Even worse, they were worried about the government relisting cannabis as a drug, which would leave them in limbo.
As the second anniversary of the decriminalisation of ganja approaches on June 9, members of a community enterprise growing marijuana in Sakon Nakhon said that things had not turned out as per their optimistic expectations.
They said when they started growing ganja two years ago after it was decriminalised, their ganja products sold like hot cakes. Ganja leaves fetched them 10,500 baht per kilogram and buyers had to book them months in advance.
They could also sell ganja flowers to the Department of Thai Traditional and Alternative Medicine and a hospital in Sakon Nakhon to use as medicine.
The community also made ganja tea from leaves and branches for sale.
But members of the community enterprise found out that their products last year did not sell well anymore. They said several thousands of kilograms of their unsold ganja leaves had piled up.
They said vendors no longer came to buy their products. Even if they offered to buy, they would lower the price to 1,200 baht a kilogram, the villagers complained.
The members of the enterprise said the price had dropped and locally-grown ganja could not sell because some tycoons had cultivated marijuana in neighbouring countries and smuggled them into the kingdom.
They said some Thai investors also had joined hands with their foreign partners to import foreign strains of ganja to grow and sell at much higher prices at the cost of the villagers who grew the Thai strain to sell.
The villagers called on the government to come up with measures to help the villagers who had grown Thai marijuana instead of supporting foreign investors.
They also called on the authorities to effectively prevent smuggling of ganja from neighbouring countries.
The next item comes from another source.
//! Value types shared across the ingestion pipeline

mod geometry;
mod record;

pub use geometry::{Geometry, GeometryType};
pub use record::{Feature, FeatureId, RawProperty, ScalarValue, StructuredRecord};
The government should scan marijuana products in the market to check whether they were really cultivated in Thailand, they said.
“When the government decriminalised the plant, it promised that farmers would have a better life, but now people have not even recovered their investment in greenhouses,” a villager said, asking not to be named.
The members of the community enterprise said they disagreed with the government’s plan to relist marijuana as a drug, saying it would not really solve the issue and it would be a political game.
Meanwhile, Public Health Minister Somsak Thepsuthin said the government planned to relist marijuana as a drug as the number of youth smoking marijuana had increased by 10 times during the past two years.
He said researchers at Chulalongkorn University had also found out that the IQ points of youth who smoked ganja had dropped by 8-9 points.
Somsak said the Public Health Ministry also had its own figures about the side-effects of ganja smoking, but the data would not be released now.
“I would like to see the Public Health Ministry remain neutral in this issue,” Somsak said.
Somsak also advised those who had received permission to plant marijuana for sale, to stop planting new crops pending clarification of the government’s policy on the issue.